• _Task statement_
Wherever "flags" appears in the records below, copy the line that holds it.

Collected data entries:
····················
//! Elementwise and bookkeeping kernels used by nets and plans.

use anyhow::{anyhow, Result};

use crate::error::RunError;
use crate::operator::OpContext;
use crate::tensor::{DType, Tensor};
use crate::types::DeviceOption;

/// Reuse the output blob's tensor when dtype and shape already match; this
/// keeps writes landing in aliased link views instead of detaching them.
pub(crate) fn output_like(
    ctx: &OpContext,
    idx: usize,
    dtype: DType,
    shape: &[usize],
    device: DeviceOption,
) -> Result<Tensor> {
    let blob = ctx.output_blob(idx)?;
    {
        let guard = blob.lock().expect("blob lock poisoned");
        if let Ok(existing) = guard.get::<Tensor>() {
            if existing.dtype() == dtype && existing.shape() == shape {
                return Ok(existing.clone());
            }
        }
    }
    let tensor = Tensor::new(dtype, shape.to_vec(), device);
    blob.lock()
        .expect("blob lock poisoned")
        .set(tensor.clone());
    Ok(tensor)
}

pub fn fill(ctx: &OpContext) -> Result<()> {
    let shape: Vec<usize> = ctx
        .arg_ints("shape")?
        .into_iter()
        .map(|dim| dim as usize)
        .collect();
    let dtype: DType = ctx.arg_str("dtype", "f32")?.parse()?;
    let value = ctx.arg_float("value", 0.0)?;
    let mut out = output_like(ctx, 0, dtype, &shape, ctx.device())?;
    match dtype {
        DType::F32 => out.as_mut_slice::<f32>()?.fill(value),
        DType::F64 => out.as_mut_slice::<f64>()?.fill(value as f64),
        DType::I32 => out.as_mut_slice::<i32>()?.fill(value as i32),
        DType::I64 => out.as_mut_slice::<i64>()?.fill(value as i64),
        DType::U8 => out.as_mut_slice::<u8>()?.fill(value as u8),
        DType::Bool => out.bool_data_mut()?.fill((value != 0.0) as u8),
    }
    Ok(())
}

pub fn copy(ctx: &OpContext) -> Result<()> {
    let input = ctx.input_tensor(0)?;
    let mut out = output_like(ctx, 0, input.dtype(), input.shape(), input.device())?;
    let bytes = input.raw_bytes().to_vec();
    out.raw_bytes_mut().copy_from_slice(&bytes);
    Ok(())
}

macro_rules! binary_elementwise {
    ($ctx:expr, $a:expr, $b:expr, $out:expr, $op:tt, [$($ty:ty => $dt:path),+]) => {
        match $a.dtype() {
            $($dt => {
                let av = $a.as_slice::<$ty>()?.to_vec();
                let bv = $b.as_slice::<$ty>()?.to_vec();
                let ov = $out.as_mut_slice::<$ty>()?;
                for (o, (x, y)) in ov.iter_mut().zip(av.into_iter().zip(bv)) {
                    *o = x $op y;
                }
            })+
            other => {
                return Err(anyhow!("unsupported dtype {} for {}", other, $ctx.def().op_type))
            }
        }
    };
}

fn binary_prologue(ctx: &OpContext) -> Result<(Tensor, Tensor, Tensor)> {
    let a = ctx.input_tensor(0)?;
    let b = ctx.input_tensor(1)?;
    if a.shape() != b.shape() || a.dtype() != b.dtype() {
        return Err(RunError::ShapeMismatch(format!(
            "{}: inputs disagree: {:?}/{} vs {:?}/{}",
            ctx.def().op_type,
            a.shape(),
            a.dtype(),
            b.shape(),
            b.dtype()
        ))
        .into());
    }
    let out = output_like(ctx, 0, a.dtype(), a.shape(), a.device())?;
    Ok((a, b, out))
}

pub fn add(ctx: &OpContext) -> Result<()> {
    let (a, b, mut out) = binary_prologue(ctx)?;
    binary_elementwise!(ctx, a, b, out, +, [
        f32 => DType::F32, f64 => DType::F64, i32 => DType::I32, i64 => DType::I64
    ]);
    Ok(())
}

pub fn mul(ctx: &OpContext) -> Result<()> {
    let (a, b, mut out) = binary_prologue(ctx)?;
    binary_elementwise!(ctx, a, b, out, *, [
        f32 => DType::F32, f64 => DType::F64, i32 => DType::I32, i64 => DType::I64
    ]);
    Ok(())
}

pub fn scale(ctx: &OpContext) -> Result<()> {
    let input = ctx.input_tensor(0)?;
    let factor = ctx.arg_float("scale", 1.0)?;
    let mut out = output_like(ctx, 0, input.dtype(), input.shape(), input.device())?;
    match input.dtype() {
        DType::F32 => {
            let values = input.as_slice::<f32>()?.to_vec();
            let ov = out.as_mut_slice::<f32>()?;
            for (o, v) in ov.iter_mut().zip(values) {
                *o = v * factor;
            }
        }
        DType::F64 => {
            let values = input.as_slice::<f64>()?.to_vec();
            let ov = out.as_mut_slice::<f64>()?;
            for (o, v) in ov.iter_mut().zip(values) {
                *o = v * factor as f64;
            }
        }
        other => return Err(anyhow!("unsupported dtype {} for scale", other)),
    }
    Ok(())
}

/// Monotonic iteration counter: initializes an i64 scalar to zero on first
/// run, increments afterwards. Enforced in-place when it takes an input.
pub fn iter(ctx: &OpContext) -> Result<()> {
    let blob = ctx.output_blob(0)?;
    let mut guard = blob.lock().expect("blob lock poisoned");
    let initialized = guard
        .get::<Tensor>()
        .ok()
        .map(|t| t.dtype() == DType::I64 && t.len() == 1)
        .unwrap_or(false);
    if !initialized {
        guard.set(Tensor::from_vec(vec![0i64]).with_device(ctx.device()));
        return Ok(());
    }
    let mut tensor = guard.get::<Tensor>()?.clone();
    tensor.as_mut_slice::<i64>()?[0] += 1;
    Ok(())
}

/// Elementwise `input >= value` into a boolean tensor of the same shape.
pub fn ge_scalar(ctx: &OpContext) -> Result<()> {
    let input = ctx.input_tensor(0)?;
    let threshold = ctx.arg_int("value", 0)?;
    let values = input.as_slice::<i64>()?.to_vec();
    let mut out = output_like(ctx, 0, DType::Bool, input.shape(), input.device())?;
    let flags = out.bool_data_mut()?;
    for (flag, v) in flags.iter_mut().zip(values) {
        *flag = (v >= threshold) as u8;
    }
    Ok(())
}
····················
• _Worked solution_
    let flags = out.bool_data_mut()?;
    for (flag, v) in flags.iter_mut().zip(values) {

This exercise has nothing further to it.